Vambu Sandai is a 2008 Indian Tamil-language film starring Uday Kiran, Sathyaraj, and Diya.  The film was partially reshot in Telugu as Lakshmi Putrudu  (translation: Lakshmi's Son).

Plot
Prabhakaran alias Prabhu (Uday Kiran) is a college student who does not allow anyone to do wrong. He quite often argues with others to the point where he is repeatedly arrested. When he was younger his foster father, Nehru (Livingston), a psychiatrist used to bail him out. In the meantime, Swetha (Diya), the sister of the commissioner of police Ravichandran, has been ditching her college classes, so her father has a police escort take her to school. When she tries to escape from her escort, they pursue her.
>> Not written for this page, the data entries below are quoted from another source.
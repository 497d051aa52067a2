use clap::Parser;
use gangway::{ApplicationConfig, entrypoint};
use tracing_subscriber::EnvFilter;

#[tokio::main]
async fn main() -> color_eyre::Result<()> {
    color_eyre::install()?;
    tracing_subscriber::fmt()
        .with_env_filter(EnvFilter::try_from_default_env().unwrap_or_else(|_| "info".into()))
        .init();
    let config = ApplicationConfig::parse();
    entrypoint(config).await
}
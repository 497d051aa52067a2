use metrics::{Unit, describe_counter};

pub(crate) const TELEMETRY_COUNTER_TLS_CONNECTIONS: &str = "gangway_tls_connections_total";
pub(crate) const TELEMETRY_COUNTER_DAEMON_CONNECTIONS: &str = "gangway_daemon_connections_total";
pub(crate) const TELEMETRY_COUNTER_HTTP_REQUESTS: &str = "gangway_http_requests_total";
pub(crate) const TELEMETRY_COUNTER_DNS_QUERIES: &str = "gangway_dns_queries_total";
pub(crate) const TELEMETRY_COUNTER_SSH_SESSIONS: &str = "gangway_ssh_sessions_total";

// Registers metric metadata. Installing a recorder/exporter is left to the
// embedder; without one these are no-ops.
pub(crate) fn describe_telemetry() {
    describe_counter!(
        TELEMETRY_COUNTER_TLS_CONNECTIONS,
        Unit::Count,
        "Connections accepted on the TLS routing port"
    );
    describe_counter!(
        TELEMETRY_COUNTER_DAEMON_CONNECTIONS,
        Unit::Count,
        "Connections accepted on the fixed daemon port"
    );
    describe_counter!(
        TELEMETRY_COUNTER_HTTP_REQUESTS,
        Unit::Count,
        "Requests proxied on the plain HTTP port"
    );
    describe_counter!(
        TELEMETRY_COUNTER_DNS_QUERIES,
        Unit::Count,
        "DNS queries answered by the name resolver"
    );
    describe_counter!(
        TELEMETRY_COUNTER_SSH_SESSIONS,
        Unit::Count,
        "SSH sessions relayed to backend instances"
    );
}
They cross paths with the troublesome Prabhu, who battles them. In the ensuing fight, Prabhu says 'I love you' to Swetha and she is so impressed by his gallantry, she falls in love.
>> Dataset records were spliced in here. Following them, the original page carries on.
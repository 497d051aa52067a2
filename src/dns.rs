use std::net::{IpAddr, Ipv4Addr, Ipv6Addr};

use async_trait::async_trait;
use hickory_resolver::{ResolveError, TokioResolver};
use hickory_server::{
    authority::MessageResponseBuilder,
    proto::{
        op::{Header, MessageType, OpCode, ResponseCode},
        rr::{
            Name, RData, Record, RecordType,
            rdata::{A, AAAA},
        },
    },
    server::{Request, RequestHandler, ResponseHandler, ResponseInfo},
};
use metrics::counter;
#[cfg(test)]
use mockall::automock;
use tracing::{debug, warn};

use crate::{
    host::{decode_alias_host, decode_host},
    lookup::InstanceLookup,
    telemetry::TELEMETRY_COUNTER_DNS_QUERIES,
};

const SYNTHESIZED_TTL: u32 = 10;

// Recursive resolution behind a seam so the responder logic is testable
// without a network.
#[cfg_attr(test, automock)]
#[async_trait]
pub(crate) trait Recursor: Send + Sync {
    async fn lookup_ip(&self, name: &str) -> Option<Vec<IpAddr>>;
}

pub(crate) struct SystemRecursor(TokioResolver);

impl SystemRecursor {
    pub(crate) fn new() -> Result<Self, ResolveError> {
        Ok(SystemRecursor(TokioResolver::builder_tokio()?.build()))
    }
}

#[async_trait]
impl Recursor for SystemRecursor {
    async fn lookup_ip(&self, name: &str) -> Option<Vec<IpAddr>> {
        match self.0.lookup_ip(name).await {
            Ok(lookup) => Some(lookup.iter().collect()),
            Err(_) => None,
        }
    }
}

// DNS responder that synthesizes answers for the hostname grammar and
// recurses for everything else. Names it cannot answer are dropped without
// a response; the querying resolver is expected to fall through.
pub(crate) struct NameResolver<L, R> {
    lookup: L,
    recursor: R,
}

impl<L: InstanceLookup, R: Recursor> NameResolver<L, R> {
    pub(crate) fn new(lookup: L, recursor: R) -> Self {
        NameResolver { lookup, recursor }
    }

    // Decide the answer set for one query name. None means drop.
    async fn plan(&self, name: &str, query_type: RecordType) -> Option<Vec<RData>> {
        let bare = name.trim_end_matches('.');
        if bare.eq_ignore_ascii_case("localhost") {
            return match query_type {
                RecordType::AAAA => Some(vec![RData::AAAA(AAAA::from(Ipv6Addr::LOCALHOST))]),
                _ => Some(vec![RData::A(A::from(Ipv4Addr::LOCALHOST))]),
            };
        }
        // Direct-form names carry their own answer; no lookup involved.
        if let Ok(identity) = decode_host(bare) {
            let address = identity.instance_address.parse::<Ipv4Addr>().ok()?;
            return Some(vec![RData::A(A::from(address))]);
        }
        if let Ok(identity) = decode_alias_host(bare) {
            let address = self
                .lookup
                .resolve_by_alias(&identity.alias, &identity.session_prefix)
                .await
                .ok()?;
            let address = address.parse::<Ipv4Addr>().ok()?;
            return Some(vec![RData::A(A::from(address))]);
        }
        let addresses = self.recursor.lookup_ip(name).await?;
        let records: Vec<RData> = addresses
            .into_iter()
            .filter(|address| match query_type {
                RecordType::A => address.is_ipv4(),
                RecordType::AAAA => address.is_ipv6(),
                _ => true,
            })
            .map(|address| match address {
                IpAddr::V4(v4) => RData::A(A::from(v4)),
                IpAddr::V6(v6) => RData::AAAA(AAAA::from(v6)),
            })
            .collect();
        if records.is_empty() {
            return None;
        }
        Some(records)
    }
}

#[async_trait]
impl<L, R> RequestHandler for NameResolver<L, R>
where
    L: InstanceLookup + Unpin + 'static,
    R: Recursor + Unpin + 'static,
{
    async fn handle_request<H: ResponseHandler>(
        &self,
        request: &Request,
        mut response_handle: H,
    ) -> ResponseInfo {
        // Dropping a query means returning response info without sending.
        let dropped = || {
            let mut header = Header::response_from_request(request.header());
            header.set_response_code(ResponseCode::ServFail);
            header.into()
        };
        if request.message_type() != MessageType::Query || request.op_code() != OpCode::Query {
            return dropped();
        }
        let Ok(request_info) = request.request_info() else {
            return dropped();
        };
        let query = request_info.query;
        let name = query.name().to_string();
        let Some(answers) = self.plan(&name, query.query_type()).await else {
            debug!(%name, "Dropping DNS query without an answer.");
            return dropped();
        };
        counter!(TELEMETRY_COUNTER_DNS_QUERIES).increment(1);
        let record_name: Name = query.original().name().clone();
        let records: Vec<Record> = answers
            .into_iter()
            .map(|rdata| Record::from_rdata(record_name.clone(), SYNTHESIZED_TTL, rdata))
            .collect();
        let response = MessageResponseBuilder::from_message_request(request);
        let mut header = Header::response_from_request(request.header());
        header.set_authoritative(true);
        header.set_recursion_available(true);
        let message = response.build(header, records.iter(), &[], &[], &[]);
        match response_handle.send_response(message).await {
            Ok(info) => info,
            Err(error) => {
                warn!(%error, "Error sending DNS response.");
                dropped()
            }
        }
    }
}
Prabhu then learns that his foster parents are taking him to meet his real father, Jeevanandham  (Satyaraj), who had been receiving treatment in a mental hospital. He tries to speak with his father, but the man is unresponsive. On the advice of Swetha's father, he takes his father to Kerala for treatment. When there, he meets a former bodyguard of Jeevanandham  who tells him that not only was his father the former Election Commissioner, but that his current mental breakdown state was caused by local politician Dharmalingam (Vijayan). Coincidentally, Dharmalingam has been brought to that same Kerala facility by his own son, Narayanan (Riyaz Khan). When Dharmalingam's  son learns that his father's former enemy Jeevanandham is still alive, he attempts to kill him.

Cast

 Uday Kiran as Prabhakaran "Prabhu"
 Diya as Swetha
 Sathyaraj as Jeevanandham (Prabhu's father)
 Nizhalgal Ravi as Prabhakaran's foster father
 Ramesh Khanna
 Livingston as Nehru
 Sabitha Anand as Lakshmi, Prabhakaran's mother
 Raj Kapoor as Ravichandran
 Vijayan as Dharmalingam
 Riyaz Khan as Narayanan
 Sanjay AV
 Manobala
 Sukumari as  Jeevanandham's mother
 Ilavarasu
 Rajan P Dev as Malayali doctor
 Shakeela
 Mumaith Khan as an item number (Telugu version)

Production
Filming began in July 2007, and scenes were shot at Pragati Resorts, Ramoji Film City, Necklace Road, Malaysia Township, and Golconda Fort, and ran through August 2007 in other areas around Hyderabad and Kerala, with a then-predicted release date of September 2007. However, by the end of September, the film was still in post-production.

Music release
Although the film was not released until 29 February 2008, the CD of the song tracks for the Telugu version from the film was released 2 September 2007, which preceded the film's release by 5 months. In a pre-release event for Telugu version titled Lakshmi Putrudu held at Ravi Narayana Reddy Kalyanamantapam (Ravi Narayana Reddy Memorial Auditorium Complex) in Hyderabad, Damodar Reddy, the Andhra Pradesh State Minister for Information Technology, officially launched the audio cassette by handing a copy to Tammareddy Bharadwaja and with its first number dedicated to producer Ashok Kumar. Bharadwaja then officially released the audio CDs by giving a copy to A. Mallikarjuna Rao, producer of Operation Duryodhana, a biopic film based upon the 2005 sting operation of the same name. Distribution rights to the audio CD for the Telugu version were purchased by Srinivas, a State Trading corporation chairman and former legislator.

Soundtrack
The soundtrack was composed by D. Imman. The audio was released on 23 August 2007 with  Silambarasan attending as a chief guest.

Tamil Soundtrack

Telugu Soundtrack

Reception
The film opened to mixed reviews. Kollywood Today wrote that "If Director Raj Kapoor had concentrated bit on the part of screenplay and presented it in a gripping manner, then things would have been more greater for him. Vambu Sandai is a movie to watch if you need to spend your leisure time…". BizHat wrote that "Director Rajkapoor looks still a novice and has to work hard to make his mark as a director. 'Vambu Sandai' is just passable fare". The film took an average opening at the box office. Reviewing the Telugu version, Lakshmi Putrudu, Full Hyderabad gave the film's rating 1 out of 5 and wrote "Uday Kiran acts the best in the film, and guess that says more about how the others act. There are a few deep lines in the movie, but they are so few that it is not worth wasting (as spending is a word that can't be used in this context) your money, time, or energy, on this film."

References

External links
 

2008 drama films
2008 films
2000s Tamil-language films
Indian multilingual films
Indian drama films
Films directed by Raj Kapoor (Tamil film director)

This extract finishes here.